The worldwide consumer electronics marketplace might appear to be a vast jungle of different brand names and product lines. But this diversity is deceiving. Even though every major brand around the world outsources some—and in some cases all—of its manufacturing, there are just 10 major players in electronics contract manufacturing. Industry leader Foxconn Technology Co. (based in Tucheng, Taiwan) makes not only Apple’s iPods, iPhones, and iPads but also computers and components for Dell, Hewlett-Packard, and Acer; phones for Sony Ericsson and Nokia; and other electronics for Intel, Cisco, Nintendo, and Amazon.com.
It’s a business high in revenue but low in profit.

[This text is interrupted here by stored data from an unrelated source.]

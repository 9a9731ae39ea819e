use std::fmt;

use anyhow::{Result, anyhow};
use chrono::{NaiveDate, NaiveDateTime};
use serde::{Serialize, Serializer};

/// A single table cell as it moves through the pipeline.
///
/// Raw input only ever produces `Null` and `Text`; the type coercer turns
/// recognised columns into `Number` and `Date`, and KPI output uses `Integer`
/// for count columns so they render without a fractional part.
#[derive(Debug, Clone, PartialEq, Default)]
pub enum Cell {
    #[default]
    Null,
    Text(String),
    Number(f64),
    Integer(i64),
    Date(NaiveDate),
}

impl Cell {
    /// Builds a cell from raw text, treating blank strings as missing.
    pub fn from_raw(value: &str) -> Self {
        if value.trim().is_empty() {
            Cell::Null
        } else {
            Cell::Text(value.to_string())
        }
    }

    /// Integer cell for a count, saturating at `i64::MAX`.
    pub fn count(value: u64) -> Self {
        Cell::Integer(i64::try_from(value).unwrap_or(i64::MAX))
    }

    pub fn is_null(&self) -> bool {
        matches!(self, Cell::Null)
    }

    pub fn as_number(&self) -> Option<f64> {
        match self {
            Cell::Number(n) => Some(*n),
            Cell::Integer(i) => Some(*i as f64),
            _ => None,
        }
    }

    pub fn as_date(&self) -> Option<NaiveDate> {
        match self {
            Cell::Date(d) => Some(*d),
            _ => None,
        }
    }

    pub fn as_text(&self) -> Option<&str> {
        match self {
            Cell::Text(s) => Some(s.as_str()),
            _ => None,
        }
    }

    pub fn as_display(&self) -> String {
        match self {
            Cell::Null => String::new(),
            Cell::Text(s) => s.clone(),
            Cell::Number(n) => format_number(*n),
            Cell::Integer(i) => i.to_string(),
            Cell::Date(d) => d.format("%Y-%m-%d").to_string(),
        }
    }

    pub fn to_json(&self) -> serde_json::Value {
        match self {
            Cell::Null => serde_json::Value::Null,
            Cell::Text(s) => serde_json::Value::String(s.clone()),
            Cell::Number(n) => serde_json::Number::from_f64(*n)
                .map(serde_json::Value::Number)
                .unwrap_or(serde_json::Value::Null),
            Cell::Integer(i) => serde_json::Value::from(*i),
            Cell::Date(d) => serde_json::Value::String(d.format("%Y-%m-%d").to_string()),
        }
    }
}

impl fmt::Display for Cell {
    fn fmt(&self, f: &mut fmt::Formatter<'_>) -> fmt::Result {
        write!(f, "{}", self.as_display())
    }
}

impl Serialize for Cell {
    fn serialize<S: Serializer>(&self, serializer: S) -> std::result::Result<S::Ok, S::Error> {
        self.to_json().serialize(serializer)
    }
}

/// Shortest representation that parses back to the same `f64`.
pub fn format_number(value: f64) -> String {
    if value == 0.0 {
        // avoids rendering negative zero as "-0"
        return "0".to_string();
    }
    value.to_string()
}

pub fn parse_naive_date(value: &str) -> Result<NaiveDate> {
    const DATE_FORMATS: &[&str] = &[
        "%Y-%m-%d",
        "%Y/%m/%d",
        "%d/%m/%Y",
        "%m/%d/%Y",
        "%d-%m-%Y",
        "%Y%m%d",
        "%d %b %Y",
        "%b %d, %Y",
    ];
    const DATETIME_FORMATS: &[&str] = &[
        "%Y-%m-%d %H:%M:%S",
        "%Y-%m-%dT%H:%M:%S",
        "%Y-%m-%d %H:%M",
        "%Y-%m-%dT%H:%M",
        "%Y-%m-%dT%H:%M:%S%.f",
        "%d/%m/%Y %H:%M:%S",
        "%m/%d/%Y %H:%M:%S",
    ];
    let trimmed = value.trim();
    for fmt in DATE_FORMATS {
        if let Ok(parsed) = NaiveDate::parse_from_str(trimmed, fmt) {
            return Ok(parsed);
        }
    }
    for fmt in DATETIME_FORMATS {
        if let Ok(parsed) = NaiveDateTime::parse_from_str(trimmed, fmt) {
            return Ok(parsed.date());
        }
    }
    if let Ok(parsed) = chrono::DateTime::parse_from_rfc3339(trimmed) {
        return Ok(parsed.date_naive());
    }
    Err(anyhow!("Failed to parse '{value}' as date"))
}

/// Parses a numeric cell. Non-finite values count as unparseable.
pub fn parse_number(value: &str) -> Option<f64> {
    let parsed = value.trim().parse::<f64>().ok()?;
    parsed.is_finite().then_some(parsed)
}

/// Lower-cases and trims a header so lookups ignore case and padding.
pub fn normalize_header(name: &str) -> String {
    name.trim().to_lowercase()
}

#[cfg(test)]
mod tests {
    use super::*;

    #[test]
    fn parse_naive_date_supports_dates_and_datetimes() {
        let expected = NaiveDate::from_ymd_opt(2024, 5, 6).unwrap();
        assert_eq!(parse_naive_date("2024-05-06").unwrap(), expected);
        assert_eq!(parse_naive_date(" 2024/05/06 ").unwrap(), expected);
        assert_eq!(parse_naive_date("2024-05-06 00:00:00").unwrap(), expected);
        assert_eq!(parse_naive_date("2024-05-06T13:45:00").unwrap(), expected);
        assert!(parse_naive_date("not a date").is_err());
    }

    #[test]
    fn parse_number_rejects_garbage_and_non_finite() {
        assert_eq!(parse_number(" 12.5 "), Some(12.5));
        assert_eq!(parse_number("-3"), Some(-3.0));
        assert_eq!(parse_number("abc"), None);
        assert_eq!(parse_number("NaN"), None);
        assert_eq!(parse_number("inf"), None);
    }

    #[test]
    fn normalize_header_lowercases_and_trims() {
        assert_eq!(normalize_header("  Amount Spent (INR) "), "amount spent (inr)");
    }

    #[test]
    fn cell_display_round_trips_numbers() {
        let value = 0.1 + 0.2;
        let rendered = Cell::Number(value).as_display();
        assert_eq!(rendered.parse::<f64>().unwrap(), value);
        assert_eq!(Cell::Number(1000.0).as_display(), "1000");
        assert_eq!(Cell::Number(-0.0).as_display(), "0");
        assert_eq!(Cell::Integer(42).as_display(), "42");
        assert_eq!(Cell::Null.as_display(), "");
    }

    #[test]
    fn cell_from_raw_treats_blank_as_null() {
        assert!(Cell::from_raw("   ").is_null());
        assert_eq!(Cell::from_raw("x"), Cell::Text("x".into()));
    }
}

According to a recent report [PDF] by the United Nations Conference on Trade and Development, those 10 top electronics original equipment manufacturers (OEMs) made US $196.5 billion in 2009 (the most recent year for which data are available). But Foxconn, even with its booming iPhone and iPad lines, actually lost money in 2010, according to its annual report.
Despite all that revenue, Foxconn isn’t about to become the next Apple or Cisco, says Timothy J. Sturgeon, senior research affiliate at MIT’s Industrial Performance Center. He notes, however, that “over time, the center of gravity for electronics manufacturing will certainly shift to China.” In fact, he says, with 6 of the top 10 electronics OEMs in China and Taiwan, “that process is already well under way.”